PROBLEM TO WORK ON:
Work through the entries below and show every line in which "String" is found.

** Opening DATA TO USE block **

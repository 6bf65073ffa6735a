//! Output sinks: one JSON-lines record per signal, or a colorized
//! human-readable listing.

use std::io::Write;

use owo_colors::OwoColorize;
use reposcope_core::RawSignal;

/// Where a run's signals end up.
pub trait Sink {
    fn emit(&self, signals: &[RawSignal], out: &mut dyn Write) -> anyhow::Result<()>;
}

/// One JSON object per line, machine-readable.
pub struct JsonLinesSink;

impl Sink for JsonLinesSink {
    fn emit(&self, signals: &[RawSignal], out: &mut dyn Write) -> anyhow::Result<()> {
        for signal in signals {
            serde_json::to_writer(&mut *out, signal)?;
            writeln!(out)?;
        }
        Ok(())
    }
}

/// A short colorized summary line per signal, grouped by confidence.
pub struct PlainSink {
    pub color: bool,
}

impl Sink for PlainSink {
    fn emit(&self, signals: &[RawSignal], out: &mut dyn Write) -> anyhow::Result<()> {
        for signal in signals {
            let location = if signal.line > 0 {
                format!("{}:{}", signal.file_path, signal.line)
            } else {
                signal.file_path.clone()
            };

            if self.color {
                writeln!(
                    out,
                    "{} {} {} {}",
                    confidence_badge(signal.confidence).bold(),
                    signal.kind.cyan(),
                    location.dimmed(),
                    signal.title
                )?;
            } else {
                writeln!(out, "{} {} {} {}", confidence_label(signal.confidence), signal.kind, location, signal.title)?;
            }
        }
        if signals.is_empty() {
            writeln!(out, "no signals found")?;
        }
        Ok(())
    }
}

fn confidence_label(confidence: f64) -> &'static str {
    if confidence >= 0.8 {
        "high"
    } else if confidence >= 0.5 {
        "medium"
    } else {
        "low"
    }
}

fn confidence_badge(confidence: f64) -> String {
    format!("[{}]", confidence_label(confidence))
}

#[cfg(test)]
mod tests {
    use super::*;

    fn signal(kind: &str, confidence: f64) -> RawSignal {
        RawSignal::builder("test", kind)
            .file_path("a.rs")
            .line(3)
            .title("something")
            .confidence(confidence)
            .build()
            .unwrap()
    }

    #[test]
    fn plain_sink_renders_without_color() {
        let sink = PlainSink { color: false };
        let mut buf = Vec::new();
        sink.emit(&[signal("circular-dependency", 0.9)], &mut buf).unwrap();
        let rendered = String::from_utf8(buf).unwrap();
        assert!(rendered.contains("high"));
        assert!(rendered.contains("a.rs:3"));
    }

    #[test]
    fn json_lines_sink_emits_one_line_per_signal() {
        let sink = JsonLinesSink;
        let mut buf = Vec::new();
        sink.emit(&[signal("a", 0.1), signal("b", 0.2)], &mut buf).unwrap();
        let rendered = String::from_utf8(buf).unwrap();
        assert_eq!(rendered.lines().count(), 2);
    }

    #[test]
    fn empty_signals_says_so() {
        let sink = PlainSink { color: false };
        let mut buf = Vec::new();
        sink.emit(&[], &mut buf).unwrap();
        assert_eq!(String::from_utf8(buf).unwrap().trim(), "no signals found");
    }
}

** Closing DATA TO USE block **

REPLY:
fn confidence_badge(confidence: f64) -> String {
        let rendered = String::from_utf8(buf).unwrap();
        let rendered = String::from_utf8(buf).unwrap();
        assert_eq!(String::from_utf8(buf).unwrap().trim(), "no signals found");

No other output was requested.